His eyes had held hers in a steely grip that she couldn’t break. “Don’t let the past haunt you, Pony. Don’t let it destroy your life.”

He was right. She knew he was right. But she couldn’t change what had happened by pretending that it hadn’t. She would have to live with the guilt for the rest of her life.

Now Pony climbed the ranch-house steps, arms wrapped tightly around her waist, and stood for a moment in the vast, almost-palpable silence of the night. She suddenly felt alone and lonely, overwhelmed and scared. Sometimes those dark memories became too powerful to push back and she felt as if she were drowning in all the mistakes she’d made.

Sometimes, she wished she’d died that summer.

CALEB MCCUTCHEON WAS NOT a night owl, but at one o’clock in the morning he was still reading by lamplight, studying the history of the Crow Indian tribe. He was reading a book called Parading Through History by Frederick E. Hoxie, because he felt compelled to learn more about Pony and her boys. He found the book fascinating enough to make a pot of coffee at midnight, turn up the lamp wick and draw an old wool blanket over his lap to thwart the night chill. At 1:00 a.m. he paused to listen to the wild and eerie song of a group of coyotes yipping in the foothills and wondered where the old bull buffalo was, glancing at the window and hoping he wouldn’t see the reflection of the great beast looking back at him.
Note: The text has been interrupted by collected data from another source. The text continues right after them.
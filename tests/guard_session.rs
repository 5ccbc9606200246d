// Copyright 2026 BadCompany
//
// Licensed under the Apache License, Version 2.0 (the "License");
// you may not use this file except in compliance with the License.
// You may obtain a copy of the License at
//
//     http://www.apache.org/licenses/LICENSE-2.0
//
// Unless required by applicable law or agreed to in writing, software
// distributed under the License is distributed on an "AS IS" BASIS,
// WITHOUT WARRANTIES OR CONDITIONS OF ANY KIND, either express or implied.
// See the License for the specific language governing permissions and
// limitations under the License.

mod common;

use common::{policy, ChildReply, Harness};
use mcp_guard::engine::policy::Policy;
use mcp_guard::engine_core::errors::{GuardError, Side};
use mcp_guard::mcp::server::SessionOutcome;
use serde_json::{json, Value};

fn result_for(request: &Value, result: Value) -> ChildReply {
    ChildReply::Json(json!({"jsonrpc": "2.0", "id": request["id"].clone(), "result": result}))
}

/// Answers each list method with two entities and echoes everything else.
fn catalog_server(request: &Value) -> ChildReply {
    match request["method"].as_str().unwrap_or_default() {
        "tools/list" => result_for(
            request,
            json!({"tools": [
                {"name": "read_file", "description": "Read a file"},
                {"name": "write_file", "description": "Write a file"}
            ]}),
        ),
        "prompts/list" => result_for(
            request,
            json!({"prompts": [{"name": "summarize"}, {"name": "internal_debug"}]}),
        ),
        "resources/list" => result_for(
            request,
            json!({"resources": [
                {"uri": "fs://project/readme.md", "name": "readme.md"},
                {"uri": "fs://project/secret.env", "name": "secret.env"}
            ]}),
        ),
        _ => result_for(request, json!({"echo": request.clone()})),
    }
}

fn count(log: &str, needle: &str) -> usize {
    log.lines().filter(|l| l.contains(needle)).count()
}

#[tokio::test]
async fn test_list_response_filtered_by_allow_list() {
    let mut h = Harness::start(policy(&["tool:read_*"], &[]), catalog_server);

    h.send(json!({"jsonrpc": "2.0", "id": 1, "method": "tools/list"}))
        .await;
    let reply = h.recv().await;

    assert_eq!(reply["id"], 1);
    let tools = reply["result"]["tools"].as_array().unwrap();
    assert_eq!(tools.len(), 1);
    assert_eq!(tools[0]["name"], "read_file");
    assert_eq!(tools[0]["description"], "Read a file");

    let (_, outcome, log) = h.finish().await;
    assert_eq!(outcome.unwrap(), SessionOutcome::ClientDisconnected);
    assert_eq!(count(&log, "] Filtered: tool 'write_file' denied by policy"), 1);
}

#[tokio::test]
async fn test_denied_tool_call_never_reaches_child() {
    let mut h = Harness::start(policy(&[], &["tool:delete_*"]), catalog_server);

    h.send(json!({
        "jsonrpc": "2.0", "id": 7, "method": "tools/call",
        "params": {"name": "delete_all", "arguments": {}}
    }))
    .await;
    let blocked = h.recv().await;
    assert_eq!(blocked["id"], 7);
    assert_eq!(blocked["error"]["code"], -32000);
    assert_eq!(blocked["error"]["message"], "tool not found: delete_all");
    assert!(blocked.get("result").is_none());

    // Session keeps serving after a block.
    h.send(json!({"jsonrpc": "2.0", "id": 8, "method": "tools/list"}))
        .await;
    let listed = h.recv().await;
    assert_eq!(listed["id"], 8);

    let seen = h.child_seen();
    assert_eq!(seen.len(), 1);
    assert_eq!(seen[0]["method"], "tools/list");

    let (_, outcome, log) = h.finish().await;
    assert!(outcome.is_ok());
    assert_eq!(count(&log, "] Blocked: tool not found: delete_all"), 1);
}

#[tokio::test]
async fn test_denied_resource_read_uses_last_uri_segment() {
    let mut h = Harness::start(policy(&[], &["resource:secret.*"]), catalog_server);

    h.send(json!({
        "jsonrpc": "2.0", "id": "r1", "method": "resources/read",
        "params": {"uri": "fs://project/secret.env"}
    }))
    .await;
    let blocked = h.recv().await;
    assert_eq!(blocked["id"], "r1");
    assert_eq!(blocked["error"]["code"], -32000);
    assert_eq!(blocked["error"]["message"], "resource not found: secret.env");

    h.send(json!({
        "jsonrpc": "2.0", "id": "r2", "method": "resources/read",
        "params": {"uri": "fs://project/readme.md"}
    }))
    .await;
    let allowed = h.recv().await;
    assert_eq!(allowed["id"], "r2");
    assert!(allowed.get("error").is_none());

    let seen = h.child_seen();
    assert_eq!(seen.len(), 1);
    assert_eq!(seen[0]["params"]["uri"], "fs://project/readme.md");
    h.finish().await.1.unwrap();
}

#[tokio::test]
async fn test_denied_prompt_get_blocked() {
    let mut h = Harness::start(policy(&["prompt:*"], &["prompt:internal_*"]), catalog_server);

    h.send(json!({
        "jsonrpc": "2.0", "id": 3, "method": "prompts/get",
        "params": {"name": "internal_debug"}
    }))
    .await;
    let blocked = h.recv().await;
    assert_eq!(blocked["error"]["message"], "prompt not found: internal_debug");

    h.send(json!({"jsonrpc": "2.0", "id": 4, "method": "prompts/list"}))
        .await;
    let listed = h.recv().await;
    let names: Vec<&str> = listed["result"]["prompts"]
        .as_array()
        .unwrap()
        .iter()
        .filter_map(|p| p["name"].as_str())
        .collect();
    assert_eq!(names, vec!["summarize"]);
    assert!(h.child_seen().iter().all(|r| r["method"] != "prompts/get"));
    h.finish().await.1.unwrap();
}

#[tokio::test]
async fn test_resource_list_filtered_by_name() {
    let mut h = Harness::start(policy(&[], &["resource:secret.*"]), catalog_server);

    h.send(json!({"jsonrpc": "2.0", "id": 1, "method": "resources/list"}))
        .await;
    let reply = h.recv().await;
    let resources = reply["result"]["resources"].as_array().unwrap();
    assert_eq!(resources.len(), 1);
    assert_eq!(resources[0]["uri"], "fs://project/readme.md");
    h.finish().await.1.unwrap();
}

#[tokio::test]
async fn test_client_disconnect_is_clean() {
    let h = Harness::start(Policy::allow_all(), catalog_server);

    let (session, outcome, log) = h.finish().await;
    assert_eq!(outcome.unwrap(), SessionOutcome::ClientDisconnected);
    assert!(session.last_request_id().is_none());
    assert_eq!(count(&log, "client disconnected"), 1);
    assert_eq!(count(&log, "] Error:"), 0);
}

#[tokio::test]
async fn test_child_exit_mid_request_is_fatal() {
    let mut h = Harness::start(Policy::allow_all(), |_: &Value| ChildReply::Hangup);

    h.send(json!({"jsonrpc": "2.0", "id": 1, "method": "tools/list"}))
        .await;

    let (session, outcome, log) = h.finish().await;
    assert!(matches!(outcome, Err(GuardError::ChildUnavailable(_))));
    assert_eq!(session.last_request_id(), Some(&json!(1)));
    assert_eq!(count(&log, "] Error:"), 1);
    assert_eq!(count(&log, "] Response:"), 0);
}

#[tokio::test]
async fn test_notifications_are_consumed() {
    let mut h = Harness::start(Policy::allow_all(), catalog_server);

    h.send(json!({"jsonrpc": "2.0", "method": "notifications/initialized"}))
        .await;
    h.send(json!({"jsonrpc": "2.0", "method": "notifications/cancelled", "params": {"requestId": 1}}))
        .await;
    h.send(json!({"jsonrpc": "2.0", "id": 2, "method": "ping"}))
        .await;

    // First thing back is the ping reply; nothing was produced for the notifications.
    let reply = h.recv().await;
    assert_eq!(reply["id"], 2);

    let seen = h.child_seen();
    assert_eq!(seen.len(), 1);
    assert_eq!(seen[0]["method"], "ping");

    let (_, _, log) = h.finish().await;
    assert_eq!(count(&log, "] Notification: notifications/initialized"), 1);
    assert_eq!(count(&log, "] Notification: notifications/cancelled"), 1);
}

#[tokio::test]
async fn test_unguarded_traffic_passes_through_unchanged() {
    let mut h = Harness::start(policy(&["tool:read_*"], &["tool:*"]), catalog_server);

    let request = json!({
        "jsonrpc": "2.0", "id": 11, "method": "initialize",
        "params": {
            "protocolVersion": "2024-11-05",
            "capabilities": {"roots": {"listChanged": true}},
            "clientInfo": {"name": "test-runner", "version": "1.0"}
        }
    });
    h.send(request.clone()).await;
    let reply = h.recv().await;

    assert_eq!(h.child_seen(), vec![request.clone()]);
    assert_eq!(
        reply,
        json!({"jsonrpc": "2.0", "id": 11, "result": {"echo": request}})
    );
    h.finish().await.1.unwrap();
}

#[tokio::test]
async fn test_child_error_response_relayed_verbatim() {
    let failure = json!({
        "jsonrpc": "2.0", "id": 5,
        "error": {"code": -32601, "message": "Method not found", "data": {"method": "tools/list"}}
    });
    let canned = failure.clone();
    let mut h = Harness::start(policy(&["tool:read_*"], &[]), move |_: &Value| {
        ChildReply::Json(canned.clone())
    });

    h.send(json!({"jsonrpc": "2.0", "id": 5, "method": "tools/list"}))
        .await;
    assert_eq!(h.recv().await, failure);
    h.finish().await.1.unwrap();
}

#[tokio::test]
async fn test_malformed_child_output_reported_and_session_continues() {
    let mut calls = 0;
    let mut h = Harness::start(Policy::allow_all(), move |request: &Value| {
        calls += 1;
        if calls == 1 {
            ChildReply::Raw("this is not json\n".to_string())
        } else {
            catalog_server(request)
        }
    });

    h.send(json!({"jsonrpc": "2.0", "id": 1, "method": "tools/list"}))
        .await;
    let broken = h.recv().await;
    assert_eq!(broken["id"], 1);
    assert_eq!(broken["error"]["code"], -32603);
    assert!(broken["error"]["message"]
        .as_str()
        .unwrap()
        .starts_with("error decoding response from server"));

    h.send(json!({"jsonrpc": "2.0", "id": 2, "method": "tools/list"}))
        .await;
    let recovered = h.recv().await;
    assert_eq!(recovered["id"], 2);
    assert_eq!(recovered["result"]["tools"].as_array().unwrap().len(), 2);

    let (_, outcome, log) = h.finish().await;
    assert!(outcome.is_ok());
    assert_eq!(count(&log, "] Error:"), 1);
}

#[tokio::test]
async fn test_garbage_line_split_across_writes_keeps_replies_aligned() {
    let mut calls = 0;
    let mut h = Harness::start(Policy::allow_all(), move |request: &Value| {
        calls += 1;
        if calls == 1 {
            ChildReply::Chunks(vec!["garb".to_string(), "age log line\n".to_string()])
        } else {
            result_for(request, json!({}))
        }
    });

    h.send(json!({"jsonrpc": "2.0", "id": 1, "method": "ping"}))
        .await;
    let broken = h.recv().await;
    assert_eq!(broken["id"], 1);
    assert_eq!(broken["error"]["code"], -32603);

    for id in 2..=3 {
        h.send(json!({"jsonrpc": "2.0", "id": id, "method": "ping"}))
            .await;
        let reply = h.recv().await;
        assert_eq!(reply["id"], id);
        assert!(reply.get("error").is_none(), "reply {} was {}", id, reply);
    }

    let (_, outcome, log) = h.finish().await;
    assert!(outcome.is_ok());
    assert_eq!(count(&log, "] Error:"), 1);
}

#[tokio::test]
async fn test_malformed_client_input_is_fatal() {
    let mut h = Harness::start(Policy::allow_all(), catalog_server);

    h.send_raw("{\"jsonrpc\": \"2.0\", \"id\": 1,,}\n").await;

    let (_, outcome, _) = h.finish().await;
    match outcome {
        Err(GuardError::ProtocolDecode { side, .. }) => assert_eq!(side, Side::Client),
        other => panic!("expected client decode error, got {:?}", other),
    }
}

#[tokio::test]
async fn test_client_value_without_method_is_fatal() {
    let mut h = Harness::start(Policy::allow_all(), catalog_server);

    h.send(json!({"jsonrpc": "2.0", "id": 1})).await;

    let (_, outcome, _) = h.finish().await;
    assert!(matches!(
        outcome,
        Err(GuardError::ProtocolDecode {
            side: Side::Client,
            ..
        })
    ));
}

#[tokio::test]
async fn test_back_to_back_messages_without_separators() {
    let mut h = Harness::start(Policy::allow_all(), catalog_server);

    h.send_raw(concat!(
        r#"{"jsonrpc":"2.0","id":1,"method":"ping"}"#,
        r#"{"jsonrpc":"2.0","id":2,"method":"ping"}"#
    ))
    .await;

    assert_eq!(h.recv().await["id"], 1);
    assert_eq!(h.recv().await["id"], 2);
    assert_eq!(h.child_seen().len(), 2);
    h.finish().await.1.unwrap();
}

#[tokio::test]
async fn test_mismatched_reply_id_relayed_by_position() {
    let mut h = Harness::start(Policy::allow_all(), |_: &Value| {
        ChildReply::Json(json!({"jsonrpc": "2.0", "id": 999, "result": {}}))
    });

    h.send(json!({"jsonrpc": "2.0", "id": 1, "method": "ping"}))
        .await;
    assert_eq!(h.recv().await["id"], 999);
    h.finish().await.1.unwrap();
}

#[tokio::test]
async fn test_guard_log_records_traffic_in_order() {
    let mut h = Harness::start(policy(&["tool:read_*"], &[]), catalog_server);

    h.send(json!({"jsonrpc": "2.0", "id": 1, "method": "tools/list"}))
        .await;
    h.recv().await;

    let (_, _, log) = h.finish().await;
    let labels: Vec<&str> = log
        .lines()
        .filter_map(|l| l.split_once("] ").map(|(_, rest)| rest))
        .filter_map(|rest| rest.split_once(':').map(|(label, _)| label))
        .collect();
    assert_eq!(labels, vec!["Request", "Filtered", "Response", "Session"]);
    assert!(log.lines().all(|l| l.starts_with('[')));
}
He didn’t. He got up, poured himself another cup of coffee and returned to the comfortable chair, the warm blanket and the book. It was 2:00 a.m. before he finally blew out the lamp and went to bed, and a short three hours later he was rolling out from under the warm blankets with a reluctant moan, boiling up a fresh pot of coffee, drinking his first cup on the porch, bare toes curled over the edge of the weathered porch boards, and shivering in the quiet, mist-shrouded dawn.